*** Block opens ***

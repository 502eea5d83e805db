//! GoCardless Bank Account Data client.
//!
//! Implements the token session, institution catalog, requisition
//! lifecycle, and per-account detail/transaction/balance endpoints.

use chrono::NaiveDate;
use reqwest::{Client, StatusCode};

use crate::{
    credentials::{ApiCredentials, CredentialStore},
    error::BankingError,
    session::SessionTokenManager,
    types::{
        AccountDetail, AccountDetailEnvelope, BalancesEnvelope, CreateRequisitionRequest,
        Institution, RawTransaction, RequisitionDetail, TransactionsEnvelope,
    },
};

pub const DEFAULT_BASE_URL: &str = "https://bankaccountdata.gocardless.com/api/v2";

/// Where the institution's consent flow redirects after authorization.
/// There is no callback handler behind it; completion is only observed by
/// polling the requisition status.
const REDIRECT_URL: &str = "https://saldo.app/bank-callback";
const USER_LANGUAGE: &str = "IT";

/// Balance types preferred when the provider reports several.
const PREFERRED_BALANCE_TYPES: [&str; 2] = ["interimAvailable", "expected"];

#[derive(Clone)]
pub struct GoCardlessClient {
    http: Client,
    base_url: String,
    credentials: CredentialStore,
    session: SessionTokenManager,
}

impl Default for GoCardlessClient {
    fn default() -> Self {
        Self::new()
    }
}

impl GoCardlessClient {
    pub fn new() -> Self {
        Self::with_base_url(DEFAULT_BASE_URL)
    }

    /// Builds a client against a custom base URL (sandbox, tests).
    pub fn with_base_url(base_url: impl Into<String>) -> Self {
        Self {
            http: Client::new(),
            base_url: base_url.into(),
            credentials: CredentialStore::new(),
            session: SessionTokenManager::new(),
        }
    }

    /// Check if the API key pair is set.
    pub fn is_configured(&self) -> bool {
        self.credentials.is_configured()
    }

    /// Installs a new key pair and invalidates the cached session token so
    /// a stale session is never reused.
    pub async fn set_credentials(
        &self,
        secret_id: impl Into<String>,
        secret_key: impl Into<String>,
    ) {
        self.credentials
            .set(ApiCredentials::new(secret_id, secret_key));
        self.session.invalidate().await;
    }

    pub async fn clear_credentials(&self) {
        self.credentials.clear();
        self.session.invalidate().await;
    }

    async fn bearer(&self) -> Result<String, BankingError> {
        self.session
            .bearer(&self.http, &self.base_url, &self.credentials)
            .await
    }

    /// Lists the supported institutions for an ISO country code.
    pub async fn list_institutions(&self, country: &str) -> Result<Vec<Institution>, BankingError> {
        let token = self.bearer().await?;
        let response = self
            .http
            .get(format!("{}/institutions/", self.base_url))
            .query(&[("country", country)])
            .bearer_auth(&token)
            .send()
            .await?;
        let institutions: Vec<Institution> = decode(response).await?;
        tracing::debug!(country = %country, count = institutions.len(), "fetched institution list");
        Ok(institutions)
    }

    /// Creates a requisition and returns the external authorization link.
    pub async fn create_requisition(
        &self,
        institution_id: &str,
    ) -> Result<RequisitionDetail, BankingError> {
        let token = self.bearer().await?;
        let response = self
            .http
            .post(format!("{}/requisitions/", self.base_url))
            .bearer_auth(&token)
            .json(&CreateRequisitionRequest {
                redirect: REDIRECT_URL.to_string(),
                institution_id: institution_id.to_string(),
                user_language: USER_LANGUAGE.to_string(),
            })
            .send()
            .await?;
        let requisition: RequisitionDetail = decode(response).await?;
        tracing::info!(
            requisition_id = %requisition.id,
            institution_id = %institution_id,
            status = %requisition.status,
            "created requisition"
        );
        Ok(requisition)
    }

    /// Fetches the current status of a requisition, including the account
    /// ids once the user completed authorization.
    pub async fn requisition(&self, requisition_id: &str) -> Result<RequisitionDetail, BankingError> {
        let token = self.bearer().await?;
        let response = self
            .http
            .get(format!("{}/requisitions/{}/", self.base_url, requisition_id))
            .bearer_auth(&token)
            .send()
            .await?;
        decode(response).await
    }

    pub async fn account_details(&self, account_id: &str) -> Result<AccountDetail, BankingError> {
        let token = self.bearer().await?;
        let response = self
            .http
            .get(format!("{}/accounts/{}/details/", self.base_url, account_id))
            .bearer_auth(&token)
            .send()
            .await?;
        let envelope: AccountDetailEnvelope = decode(response).await?;
        Ok(envelope.account)
    }

    /// Fetches booked transactions for an account; pending entries are
    /// discarded.
    pub async fn booked_transactions(
        &self,
        account_id: &str,
        date_from: Option<NaiveDate>,
        date_to: Option<NaiveDate>,
    ) -> Result<Vec<RawTransaction>, BankingError> {
        let token = self.bearer().await?;
        let mut query: Vec<(&str, String)> = Vec::new();
        if let Some(from) = date_from {
            query.push(("date_from", from.to_string()));
        }
        if let Some(to) = date_to {
            query.push(("date_to", to.to_string()));
        }
        let response = self
            .http
            .get(format!(
                "{}/accounts/{}/transactions/",
                self.base_url, account_id
            ))
            .query(&query)
            .bearer_auth(&token)
            .send()
            .await?;
        let envelope: TransactionsEnvelope = decode(response).await?;
        tracing::debug!(
            account_id = %account_id,
            booked = envelope.transactions.booked.len(),
            pending = envelope.transactions.pending.len(),
            "fetched transactions"
        );
        Ok(envelope.transactions.booked)
    }

    /// Returns the account balance, preferring `interimAvailable` and
    /// `expected` entries, then the first one reported.
    pub async fn balance(&self, account_id: &str) -> Result<f64, BankingError> {
        let token = self.bearer().await?;
        let response = self
            .http
            .get(format!("{}/accounts/{}/balances/", self.base_url, account_id))
            .bearer_auth(&token)
            .send()
            .await?;
        let envelope: BalancesEnvelope = decode(response).await?;
        let main = envelope
            .balances
            .iter()
            .find(|entry| {
                entry
                    .balance_type
                    .as_deref()
                    .map(|kind| PREFERRED_BALANCE_TYPES.contains(&kind))
                    .unwrap_or(false)
            })
            .or_else(|| envelope.balances.first());
        match main {
            Some(entry) => entry
                .balance_amount
                .amount
                .parse::<f64>()
                .map_err(|err| BankingError::Payload(format!("balance amount: {err}"))),
            None => Ok(0.0),
        }
    }
}

/// Reads a response body, mapping non-success statuses onto the error
/// taxonomy before deserializing.
async fn decode<T: serde::de::DeserializeOwned>(
    response: reqwest::Response,
) -> Result<T, BankingError> {
    let status = response.status();
    let body = response.text().await?;
    if !status.is_success() {
        return Err(classify(status, body));
    }
    Ok(serde_json::from_str(&body)?)
}

fn classify(status: StatusCode, body: String) -> BankingError {
    if status == StatusCode::UNAUTHORIZED || status == StatusCode::FORBIDDEN {
        BankingError::Auth { status, body }
    } else {
        BankingError::Provider { status, body }
    }
}
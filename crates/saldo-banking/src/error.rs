use reqwest::StatusCode;
use thiserror::Error;

/// Error type for aggregator API calls.
#[derive(Debug, Error)]
pub enum BankingError {
    #[error("aggregator API keys are not configured")]
    CredentialsMissing,

    #[error("authentication failed ({status}): {body}")]
    Auth { status: StatusCode, body: String },

    #[error("provider request failed ({status}): {body}")]
    Provider { status: StatusCode, body: String },

    #[error("network error: {0}")]
    Network(#[from] reqwest::Error),

    #[error("unexpected provider payload: {0}")]
    Payload(String),
}

impl From<serde_json::Error> for BankingError {
    fn from(err: serde_json::Error) -> Self {
        BankingError::Payload(err.to_string())
    }
}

*** Block closes ***

**Work required**: Report every line of the entries that carries the word "AccountDetailEnvelope".

**Result of the exercise**:
        AccountDetail, AccountDetailEnvelope, BalancesEnvelope, CreateRequisitionRequest,
        let envelope: AccountDetailEnvelope = decode(response).await?;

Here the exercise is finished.